● Task item
After reading the entries below, report how many lines have the string "impl" in them, giving the number alone.

::::

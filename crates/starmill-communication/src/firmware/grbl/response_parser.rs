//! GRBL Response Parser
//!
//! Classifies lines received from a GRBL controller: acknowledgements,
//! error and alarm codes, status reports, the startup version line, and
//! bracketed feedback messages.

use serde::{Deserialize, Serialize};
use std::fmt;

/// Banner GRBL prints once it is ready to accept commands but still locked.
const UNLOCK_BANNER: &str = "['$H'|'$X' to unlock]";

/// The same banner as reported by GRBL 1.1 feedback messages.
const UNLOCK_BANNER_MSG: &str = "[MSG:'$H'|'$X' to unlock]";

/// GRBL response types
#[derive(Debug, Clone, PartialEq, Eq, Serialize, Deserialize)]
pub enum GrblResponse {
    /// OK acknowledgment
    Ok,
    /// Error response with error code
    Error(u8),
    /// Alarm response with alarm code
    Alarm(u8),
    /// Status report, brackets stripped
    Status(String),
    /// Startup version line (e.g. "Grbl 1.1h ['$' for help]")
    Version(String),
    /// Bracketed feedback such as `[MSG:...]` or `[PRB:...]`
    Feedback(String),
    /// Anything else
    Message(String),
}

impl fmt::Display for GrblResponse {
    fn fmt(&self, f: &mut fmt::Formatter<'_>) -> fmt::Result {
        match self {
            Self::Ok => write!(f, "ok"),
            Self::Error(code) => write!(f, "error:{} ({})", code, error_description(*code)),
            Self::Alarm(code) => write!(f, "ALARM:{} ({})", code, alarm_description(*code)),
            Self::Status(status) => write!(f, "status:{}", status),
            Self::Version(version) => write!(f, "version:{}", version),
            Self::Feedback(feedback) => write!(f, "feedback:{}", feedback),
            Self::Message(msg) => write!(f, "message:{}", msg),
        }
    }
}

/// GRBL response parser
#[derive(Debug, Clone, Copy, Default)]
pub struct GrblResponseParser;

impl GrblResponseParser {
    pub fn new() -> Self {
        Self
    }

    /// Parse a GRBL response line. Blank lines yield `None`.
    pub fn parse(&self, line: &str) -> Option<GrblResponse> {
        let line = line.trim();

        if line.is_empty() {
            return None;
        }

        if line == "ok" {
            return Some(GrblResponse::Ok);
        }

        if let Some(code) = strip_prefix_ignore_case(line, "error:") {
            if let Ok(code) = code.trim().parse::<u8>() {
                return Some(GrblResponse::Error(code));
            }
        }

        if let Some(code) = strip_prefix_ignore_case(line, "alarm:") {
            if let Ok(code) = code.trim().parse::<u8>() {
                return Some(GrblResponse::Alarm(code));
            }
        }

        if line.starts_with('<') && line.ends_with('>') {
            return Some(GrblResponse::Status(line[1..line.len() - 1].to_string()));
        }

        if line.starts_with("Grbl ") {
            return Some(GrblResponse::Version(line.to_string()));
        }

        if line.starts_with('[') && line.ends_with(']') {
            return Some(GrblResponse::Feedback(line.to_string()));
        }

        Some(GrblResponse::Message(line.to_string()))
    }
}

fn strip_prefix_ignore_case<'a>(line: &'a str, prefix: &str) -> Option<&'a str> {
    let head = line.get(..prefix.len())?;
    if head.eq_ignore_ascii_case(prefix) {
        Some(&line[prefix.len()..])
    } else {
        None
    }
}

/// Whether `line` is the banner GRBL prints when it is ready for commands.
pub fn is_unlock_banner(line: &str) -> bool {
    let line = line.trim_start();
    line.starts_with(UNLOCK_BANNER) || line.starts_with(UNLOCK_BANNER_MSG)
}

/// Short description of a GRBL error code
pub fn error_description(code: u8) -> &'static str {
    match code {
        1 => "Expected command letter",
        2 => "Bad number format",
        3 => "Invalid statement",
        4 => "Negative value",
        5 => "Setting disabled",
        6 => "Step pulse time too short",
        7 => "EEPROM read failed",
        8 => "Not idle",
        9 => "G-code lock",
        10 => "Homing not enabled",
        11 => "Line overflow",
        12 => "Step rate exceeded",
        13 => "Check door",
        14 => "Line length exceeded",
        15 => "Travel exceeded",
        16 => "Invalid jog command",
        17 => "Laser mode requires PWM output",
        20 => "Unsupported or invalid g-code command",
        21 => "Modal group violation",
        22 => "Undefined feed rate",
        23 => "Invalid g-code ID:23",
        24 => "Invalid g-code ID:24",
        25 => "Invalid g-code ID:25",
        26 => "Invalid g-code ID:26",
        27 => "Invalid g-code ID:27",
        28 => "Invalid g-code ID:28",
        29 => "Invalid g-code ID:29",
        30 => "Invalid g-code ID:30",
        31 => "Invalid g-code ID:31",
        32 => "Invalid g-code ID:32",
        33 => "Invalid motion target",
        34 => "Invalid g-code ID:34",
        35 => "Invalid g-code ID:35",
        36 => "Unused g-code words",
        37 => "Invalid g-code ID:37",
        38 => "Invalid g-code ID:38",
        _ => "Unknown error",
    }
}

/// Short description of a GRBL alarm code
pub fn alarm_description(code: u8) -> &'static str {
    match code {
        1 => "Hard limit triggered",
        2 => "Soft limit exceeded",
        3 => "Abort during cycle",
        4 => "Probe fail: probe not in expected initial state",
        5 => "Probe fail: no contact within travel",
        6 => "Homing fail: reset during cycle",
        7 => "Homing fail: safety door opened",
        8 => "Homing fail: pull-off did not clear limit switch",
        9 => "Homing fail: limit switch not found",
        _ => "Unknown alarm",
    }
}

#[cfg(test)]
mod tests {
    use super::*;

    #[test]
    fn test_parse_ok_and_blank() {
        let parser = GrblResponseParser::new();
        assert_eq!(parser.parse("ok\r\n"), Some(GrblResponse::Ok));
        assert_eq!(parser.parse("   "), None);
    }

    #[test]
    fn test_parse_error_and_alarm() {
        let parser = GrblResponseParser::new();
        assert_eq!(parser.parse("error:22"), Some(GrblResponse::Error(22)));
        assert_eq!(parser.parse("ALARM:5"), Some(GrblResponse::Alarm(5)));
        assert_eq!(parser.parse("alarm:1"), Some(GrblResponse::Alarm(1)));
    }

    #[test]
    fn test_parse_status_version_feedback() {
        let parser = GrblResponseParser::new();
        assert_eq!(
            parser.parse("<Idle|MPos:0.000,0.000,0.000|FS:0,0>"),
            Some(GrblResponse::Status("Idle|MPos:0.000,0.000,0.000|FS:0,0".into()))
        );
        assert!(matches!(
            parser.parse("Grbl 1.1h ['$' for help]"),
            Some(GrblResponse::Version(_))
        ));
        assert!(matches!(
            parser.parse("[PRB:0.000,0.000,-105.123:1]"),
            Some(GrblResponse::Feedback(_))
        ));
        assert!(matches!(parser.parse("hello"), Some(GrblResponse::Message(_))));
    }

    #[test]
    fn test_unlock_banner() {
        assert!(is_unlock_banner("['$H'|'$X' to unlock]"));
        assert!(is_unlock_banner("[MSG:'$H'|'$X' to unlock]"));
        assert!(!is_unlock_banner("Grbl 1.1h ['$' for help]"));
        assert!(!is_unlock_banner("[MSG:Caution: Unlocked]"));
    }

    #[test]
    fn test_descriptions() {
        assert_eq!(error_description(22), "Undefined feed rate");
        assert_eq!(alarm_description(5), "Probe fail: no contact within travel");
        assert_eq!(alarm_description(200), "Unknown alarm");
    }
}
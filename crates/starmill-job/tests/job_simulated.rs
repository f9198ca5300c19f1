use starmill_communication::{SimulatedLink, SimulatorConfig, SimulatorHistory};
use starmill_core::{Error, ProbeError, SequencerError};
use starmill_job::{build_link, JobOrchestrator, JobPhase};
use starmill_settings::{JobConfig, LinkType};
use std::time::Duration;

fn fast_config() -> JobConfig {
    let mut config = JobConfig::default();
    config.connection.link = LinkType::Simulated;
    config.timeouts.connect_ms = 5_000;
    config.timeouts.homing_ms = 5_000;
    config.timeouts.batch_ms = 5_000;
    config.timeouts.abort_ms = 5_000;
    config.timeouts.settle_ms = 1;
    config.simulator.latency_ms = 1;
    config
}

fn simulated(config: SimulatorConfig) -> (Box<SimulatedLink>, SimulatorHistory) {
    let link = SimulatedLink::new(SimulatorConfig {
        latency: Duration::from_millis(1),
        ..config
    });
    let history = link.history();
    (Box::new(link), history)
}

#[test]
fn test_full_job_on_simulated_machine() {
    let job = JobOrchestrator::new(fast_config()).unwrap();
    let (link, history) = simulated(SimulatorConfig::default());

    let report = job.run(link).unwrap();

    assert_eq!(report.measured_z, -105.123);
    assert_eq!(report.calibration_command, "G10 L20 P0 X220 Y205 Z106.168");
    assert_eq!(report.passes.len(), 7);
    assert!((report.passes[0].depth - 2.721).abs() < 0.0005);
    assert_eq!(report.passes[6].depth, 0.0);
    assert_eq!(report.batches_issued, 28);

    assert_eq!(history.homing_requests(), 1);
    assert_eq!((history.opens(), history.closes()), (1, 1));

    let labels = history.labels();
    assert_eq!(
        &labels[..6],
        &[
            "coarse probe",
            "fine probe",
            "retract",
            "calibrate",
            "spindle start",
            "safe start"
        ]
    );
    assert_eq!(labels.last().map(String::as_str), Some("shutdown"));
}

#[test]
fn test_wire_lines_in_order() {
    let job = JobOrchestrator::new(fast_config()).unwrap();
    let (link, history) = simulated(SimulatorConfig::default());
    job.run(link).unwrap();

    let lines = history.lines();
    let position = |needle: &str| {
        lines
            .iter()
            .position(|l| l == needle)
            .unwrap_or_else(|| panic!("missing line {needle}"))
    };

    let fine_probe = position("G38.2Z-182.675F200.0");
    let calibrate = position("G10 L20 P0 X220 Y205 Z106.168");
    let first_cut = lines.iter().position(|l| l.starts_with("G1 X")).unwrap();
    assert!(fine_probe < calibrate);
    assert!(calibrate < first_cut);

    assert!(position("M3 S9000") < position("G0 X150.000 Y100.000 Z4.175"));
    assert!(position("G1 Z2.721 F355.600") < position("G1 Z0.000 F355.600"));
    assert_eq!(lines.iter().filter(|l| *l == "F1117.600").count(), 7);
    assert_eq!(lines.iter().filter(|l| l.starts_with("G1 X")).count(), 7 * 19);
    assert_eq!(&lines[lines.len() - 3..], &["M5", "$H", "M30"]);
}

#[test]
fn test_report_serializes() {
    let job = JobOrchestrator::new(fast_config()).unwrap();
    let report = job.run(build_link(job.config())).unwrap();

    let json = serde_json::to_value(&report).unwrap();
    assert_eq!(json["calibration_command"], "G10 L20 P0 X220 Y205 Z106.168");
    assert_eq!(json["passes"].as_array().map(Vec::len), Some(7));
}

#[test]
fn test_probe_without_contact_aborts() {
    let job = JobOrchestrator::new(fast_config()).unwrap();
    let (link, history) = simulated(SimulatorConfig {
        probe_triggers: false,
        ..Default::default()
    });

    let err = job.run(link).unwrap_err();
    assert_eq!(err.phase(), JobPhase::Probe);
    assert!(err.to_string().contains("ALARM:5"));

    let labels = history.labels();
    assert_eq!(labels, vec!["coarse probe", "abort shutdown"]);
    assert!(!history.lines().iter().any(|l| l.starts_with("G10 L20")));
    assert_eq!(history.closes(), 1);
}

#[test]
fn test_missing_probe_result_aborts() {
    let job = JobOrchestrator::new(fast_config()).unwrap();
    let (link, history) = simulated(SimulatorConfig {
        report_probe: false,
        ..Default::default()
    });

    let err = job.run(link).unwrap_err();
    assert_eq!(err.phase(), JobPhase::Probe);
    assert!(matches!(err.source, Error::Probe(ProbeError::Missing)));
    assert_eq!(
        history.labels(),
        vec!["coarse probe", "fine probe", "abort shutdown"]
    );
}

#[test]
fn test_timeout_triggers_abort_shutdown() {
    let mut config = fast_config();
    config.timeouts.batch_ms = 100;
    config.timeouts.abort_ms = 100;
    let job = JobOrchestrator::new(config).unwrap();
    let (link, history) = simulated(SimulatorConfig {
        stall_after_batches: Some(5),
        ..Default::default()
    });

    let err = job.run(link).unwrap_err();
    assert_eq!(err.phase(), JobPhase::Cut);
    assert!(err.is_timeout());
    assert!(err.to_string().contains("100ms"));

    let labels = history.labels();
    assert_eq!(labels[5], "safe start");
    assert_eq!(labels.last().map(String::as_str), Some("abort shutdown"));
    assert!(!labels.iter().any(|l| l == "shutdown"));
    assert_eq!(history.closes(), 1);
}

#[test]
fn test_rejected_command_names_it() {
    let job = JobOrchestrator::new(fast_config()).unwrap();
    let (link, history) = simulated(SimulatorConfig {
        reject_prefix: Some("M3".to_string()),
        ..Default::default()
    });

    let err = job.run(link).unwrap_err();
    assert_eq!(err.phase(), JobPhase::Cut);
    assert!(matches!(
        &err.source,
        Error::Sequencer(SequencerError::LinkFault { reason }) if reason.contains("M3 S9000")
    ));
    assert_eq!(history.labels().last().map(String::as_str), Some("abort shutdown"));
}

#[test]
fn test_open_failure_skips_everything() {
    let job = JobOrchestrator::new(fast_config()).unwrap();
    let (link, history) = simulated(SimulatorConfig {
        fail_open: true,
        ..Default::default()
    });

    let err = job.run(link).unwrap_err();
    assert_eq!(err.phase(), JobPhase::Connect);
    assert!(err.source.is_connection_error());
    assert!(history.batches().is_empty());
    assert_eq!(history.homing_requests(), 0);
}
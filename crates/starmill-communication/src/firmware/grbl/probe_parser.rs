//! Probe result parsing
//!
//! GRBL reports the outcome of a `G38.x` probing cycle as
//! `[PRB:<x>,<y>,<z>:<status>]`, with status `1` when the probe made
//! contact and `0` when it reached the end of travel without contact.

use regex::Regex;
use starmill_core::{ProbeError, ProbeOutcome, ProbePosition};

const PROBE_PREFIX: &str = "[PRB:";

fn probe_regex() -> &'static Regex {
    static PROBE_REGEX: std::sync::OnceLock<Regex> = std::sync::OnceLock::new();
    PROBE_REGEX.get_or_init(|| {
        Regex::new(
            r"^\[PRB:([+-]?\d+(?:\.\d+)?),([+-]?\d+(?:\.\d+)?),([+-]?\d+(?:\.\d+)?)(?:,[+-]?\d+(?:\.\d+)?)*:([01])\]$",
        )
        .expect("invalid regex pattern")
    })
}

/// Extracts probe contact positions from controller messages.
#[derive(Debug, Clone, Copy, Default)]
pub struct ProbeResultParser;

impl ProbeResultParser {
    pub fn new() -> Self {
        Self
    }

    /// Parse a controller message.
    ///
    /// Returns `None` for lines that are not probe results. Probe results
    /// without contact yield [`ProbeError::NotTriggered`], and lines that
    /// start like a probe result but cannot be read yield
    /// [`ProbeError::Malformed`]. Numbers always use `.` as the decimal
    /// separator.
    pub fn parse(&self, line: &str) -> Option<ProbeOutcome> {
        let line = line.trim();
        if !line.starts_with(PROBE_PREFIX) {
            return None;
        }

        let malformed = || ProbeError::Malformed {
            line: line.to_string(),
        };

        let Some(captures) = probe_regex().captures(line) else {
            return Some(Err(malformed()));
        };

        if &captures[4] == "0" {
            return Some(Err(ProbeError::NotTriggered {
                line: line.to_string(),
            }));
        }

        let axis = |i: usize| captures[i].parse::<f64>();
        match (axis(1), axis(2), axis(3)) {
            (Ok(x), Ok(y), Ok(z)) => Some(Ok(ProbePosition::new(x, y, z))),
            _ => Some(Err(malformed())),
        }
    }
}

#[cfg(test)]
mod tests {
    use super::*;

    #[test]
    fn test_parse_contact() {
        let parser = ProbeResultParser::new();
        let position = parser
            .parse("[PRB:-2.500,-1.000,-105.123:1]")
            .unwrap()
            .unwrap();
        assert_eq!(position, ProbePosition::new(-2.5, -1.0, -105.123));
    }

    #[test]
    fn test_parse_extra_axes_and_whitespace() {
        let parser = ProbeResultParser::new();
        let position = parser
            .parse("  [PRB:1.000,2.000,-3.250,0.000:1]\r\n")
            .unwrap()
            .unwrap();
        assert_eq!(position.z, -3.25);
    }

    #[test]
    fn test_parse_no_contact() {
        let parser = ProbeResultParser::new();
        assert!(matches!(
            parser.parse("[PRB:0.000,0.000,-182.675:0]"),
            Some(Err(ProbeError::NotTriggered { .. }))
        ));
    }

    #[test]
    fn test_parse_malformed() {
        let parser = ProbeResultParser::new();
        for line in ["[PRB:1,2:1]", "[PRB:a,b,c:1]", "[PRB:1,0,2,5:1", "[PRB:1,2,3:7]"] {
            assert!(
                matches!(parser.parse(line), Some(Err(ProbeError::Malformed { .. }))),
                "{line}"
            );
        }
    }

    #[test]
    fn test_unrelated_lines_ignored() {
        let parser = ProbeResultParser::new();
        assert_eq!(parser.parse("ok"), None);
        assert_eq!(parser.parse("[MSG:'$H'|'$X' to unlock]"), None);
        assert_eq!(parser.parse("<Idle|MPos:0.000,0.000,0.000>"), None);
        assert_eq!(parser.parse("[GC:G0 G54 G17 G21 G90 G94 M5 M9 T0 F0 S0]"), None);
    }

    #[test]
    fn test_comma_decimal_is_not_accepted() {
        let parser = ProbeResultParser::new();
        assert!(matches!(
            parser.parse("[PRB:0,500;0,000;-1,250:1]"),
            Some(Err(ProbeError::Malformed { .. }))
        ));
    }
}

::::

● Reply to the exercise
3